Seven in ten SMEs have no contingency plans for key staff departures
Aldermore’s Future Attitudes report has found that 70% of business owners at small and medium-sized businesses (SMEs) have no contingency plans in place for senior staff departures.
Aldermore says contingency planning for senior staff exits is crucial to ensure business continuity. Having clear processes in place can help minimise the potential financial damage to a business and loss of staff morale.
Smaller businesses are most likely not to have formal plans in place for radical staff changes; with small (73%) and micro (75%) businesses acknowledging a lack of contingency planning. This is especially important for SME business leaders as two out of five SME employees (42%) say they plan to leave their current employer in the next five years.
With many bosses potentially unaware of their employees’ intentions to leave they could struggle with the wider impact of sudden departures on their business; highlighting how close SMEs could be to financial and structural volatility, as a result.
Gen Z business leaders (aged 24 and under) and Millennial business leaders (aged 22-34) were almost twice as likely to have contingency plans in place compared to baby boomers (41% vs. 22% of businesses led by over 55s).

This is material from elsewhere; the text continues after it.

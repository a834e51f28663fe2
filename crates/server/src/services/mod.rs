//! Application services.

pub mod auth;

pub use auth::{AuthError, AuthService};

Overall, businesses with a younger employee base tend to have a greater expectation that staff will leave to pursue other opportunities.
While SMEs appear unprepared for departures, business leaders themselves are the opposite; 73% of leaders at medium-sized businesses have already planned their exit; with one in five (18%) doing so in the next 12 months.

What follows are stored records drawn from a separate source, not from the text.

//! Authentication service.
//!
//! Password login against the seeded admin account and issuance/verification
//! of the signed bearer tokens that gate mutating endpoints.

mod error;

pub use error::AuthError;

use argon2::{
    Argon2,
    password_hash::{PasswordHash, PasswordHasher, PasswordVerifier, SaltString, rand_core::OsRng},
};
use chrono::Utc;
use jsonwebtoken::{DecodingKey, EncodingKey, Header, Validation, decode, encode};
use secrecy::{ExposeSecret, SecretString};
use serde::{Deserialize, Serialize};

use crate::store::StorageAdapter;

/// Token lifetime.
const TOKEN_TTL_HOURS: i64 = 24;

/// Claims embedded in an admin bearer token. The username is the only claim.
#[derive(Debug, Serialize, Deserialize)]
pub struct Claims {
    /// Username of the authenticated admin.
    pub sub: String,
    /// Expiry as a unix timestamp.
    pub exp: i64,
}

/// Authentication service.
pub struct AuthService<'a> {
    store: &'a dyn StorageAdapter,
    jwt_secret: &'a SecretString,
}

impl<'a> AuthService<'a> {
    /// Create a new authentication service.
    #[must_use]
    pub const fn new(store: &'a dyn StorageAdapter, jwt_secret: &'a SecretString) -> Self {
        Self { store, jwt_secret }
    }

    /// Login with username and password, returning a signed bearer token.
    ///
    /// # Errors
    ///
    /// Returns `AuthError::InvalidCredentials` whether the username is
    /// unknown or the password is wrong; callers cannot distinguish the two.
    pub async fn login(&self, username: &str, password: &str) -> Result<String, AuthError> {
        let user = self
            .store
            .user(username)
            .await?
            .ok_or(AuthError::InvalidCredentials)?;

        verify_password(password, &user.password_hash)?;

        issue_token(&user.username, self.jwt_secret)
    }
}

/// Hash a password using Argon2id.
///
/// # Errors
///
/// Returns `AuthError::PasswordHash` if hashing fails.
pub fn hash_password(password: &str) -> Result<String, AuthError> {
    let salt = SaltString::generate(&mut OsRng);
    let argon2 = Argon2::default();

    argon2
        .hash_password(password.as_bytes(), &salt)
        .map(|hash| hash.to_string())
        .map_err(|_| AuthError::PasswordHash)
}

/// Verify a password against a stored hash.
///
/// # Errors
///
/// Returns `AuthError::InvalidCredentials` if the password does not match.
pub fn verify_password(password: &str, hash: &str) -> Result<(), AuthError> {
    let parsed_hash = PasswordHash::new(hash).map_err(|_| AuthError::InvalidCredentials)?;
    let argon2 = Argon2::default();

    argon2
        .verify_password(password.as_bytes(), &parsed_hash)
        .map_err(|_| AuthError::InvalidCredentials)
}

/// Issue a signed bearer token for `username`, valid for 24 hours.
///
/// # Errors
///
/// Returns `AuthError::TokenSigning` if signing fails.
pub fn issue_token(username: &str, jwt_secret: &SecretString) -> Result<String, AuthError> {
    let exp = (Utc::now() + chrono::Duration::hours(TOKEN_TTL_HOURS)).timestamp();
    let claims = Claims {
        sub: username.to_string(),
        exp,
    };

    encode(
        &Header::default(),
        &claims,
        &EncodingKey::from_secret(jwt_secret.expose_secret().as_bytes()),
    )
    .map_err(|_| AuthError::TokenSigning)
}

/// Verify a bearer token's signature and expiry, returning its claims.
///
/// # Errors
///
/// Returns `AuthError::InvalidToken` for any malformed, tampered, or expired
/// token.
pub fn verify_token(token: &str, jwt_secret: &SecretString) -> Result<Claims, AuthError> {
    decode::<Claims>(
        token,
        &DecodingKey::from_secret(jwt_secret.expose_secret().as_bytes()),
        &Validation::default(),
    )
    .map(|data| data.claims)
    .map_err(|_| AuthError::InvalidToken)
}

#[cfg(test)]
#[allow(clippy::unwrap_used)]
mod tests {
    use super::*;
    use crate::store::MemoryStore;

    fn secret() -> SecretString {
        SecretString::from("kQ8vJ2xR7mT4wN9bZ6cF1aE3dH5sL0pY")
    }

    #[test]
    fn test_hash_and_verify_roundtrip() {
        let hash = hash_password("correct horse battery").unwrap();
        assert!(verify_password("correct horse battery", &hash).is_ok());
    }

    #[test]
    fn test_wrong_password_is_rejected() {
        let hash = hash_password("right").unwrap();
        assert!(matches!(
            verify_password("wrong", &hash),
            Err(AuthError::InvalidCredentials)
        ));
    }

    #[test]
    fn test_garbage_hash_is_invalid_credentials() {
        assert!(matches!(
            verify_password("anything", "not-a-phc-string"),
            Err(AuthError::InvalidCredentials)
        ));
    }

    #[test]
    fn test_token_roundtrip() {
        let token = issue_token("admin", &secret()).unwrap();
        let claims = verify_token(&token, &secret()).unwrap();
        assert_eq!(claims.sub, "admin");
        assert!(claims.exp > Utc::now().timestamp());
    }

    #[test]
    fn test_garbage_token_is_rejected() {
        assert!(matches!(
            verify_token("not.a.token", &secret()),
            Err(AuthError::InvalidToken)
        ));
    }

    #[test]
    fn test_token_from_other_secret_is_rejected() {
        let other = SecretString::from("uM3pW8qX2rV7yT1zK6nJ4bG9cD5fS0aL");
        let token = issue_token("admin", &other).unwrap();
        assert!(matches!(
            verify_token(&token, &secret()),
            Err(AuthError::InvalidToken)
        ));
    }

    #[test]
    fn test_expired_token_is_rejected() {
        // Signed correctly but expired well past the default leeway
        let claims = Claims {
            sub: "admin".to_string(),
            exp: Utc::now().timestamp() - 3600,
        };
        let token = encode(
            &Header::default(),
            &claims,
            &EncodingKey::from_secret(secret().expose_secret().as_bytes()),
        )
        .unwrap();

        assert!(matches!(
            verify_token(&token, &secret()),
            Err(AuthError::InvalidToken)
        ));
    }

    #[tokio::test]
    async fn test_login_with_seeded_admin() {
        let hash = hash_password("hunter2-but-longer").unwrap();
        let store = MemoryStore::seeded(&hash);
        let jwt_secret = secret();
        let auth = AuthService::new(&store, &jwt_secret);

        let token = auth.login("admin", "hunter2-but-longer").await.unwrap();
        assert_eq!(verify_token(&token, &jwt_secret).unwrap().sub, "admin");
    }

    #[tokio::test]
    async fn test_login_unknown_user_and_wrong_password_look_alike() {
        let hash = hash_password("the-real-password").unwrap();
        let store = MemoryStore::seeded(&hash);
        let jwt_secret = secret();
        let auth = AuthService::new(&store, &jwt_secret);

        let unknown = auth.login("nobody", "whatever").await.unwrap_err();
        let wrong = auth.login("admin", "wrong-password").await.unwrap_err();
        assert!(matches!(unknown, AuthError::InvalidCredentials));
        assert!(matches!(wrong, AuthError::InvalidCredentials));
    }
}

Tim Boag, group managing director, Business Finance at Aldermore, said: “The potential fallout from senior departures can be very damaging to the health of smaller organisations.”
“Contingency measures can not only help prevent financial loss but can also be a useful tool to help manage staff morale when well liked employees leave. Ultimately, while some level of staff turnover is inevitable at every level of a business, contingency planning can significantly reduce the stress of the process and ensure smooth transitions.”
Aldermore’s Top 5 Tips for Talent Retention:
- Make current employees feel like business leaders: Employees want to feel like their career is progressing. Where possible, SME business leaders should recognise the loyalty and commitment of long-term employees. This could be by offering a partnership model which allows them to have a financial and leadership stake in the long-term success of the business.
- Introduce a profit share scheme: A profit share scheme can be an effective way of incentivising employees to stay on, particularly in a climate where bonuses have become less common. It also has the added benefit of making employees aware of the business’ profits and bottom line.
- Provide training opportunities: While money and opportunities for promotion are obviously important, people crave new experiences. Providing a robust programme of training for employees can help them feel like they are progressing and growing their skills.
- Introduce sabbaticals or extended holiday for long-serving employees: Giving employees the opportunity to take some extended leave can mean they feel free to pursue their own interests or take that dream extended holiday they’ve always planned. This sort of flexibility is the sort of perk that can keep talent within a business.
- Consider flexible working or job sharing: Over time, it’s inevitable that an employee’s circumstances will change. Giving employees the opportunity to work flexible hours or job share, so that they can address childcare responsibilities, care for a parent or even avoid rush hour is a great way to demonstrate that business owners value them.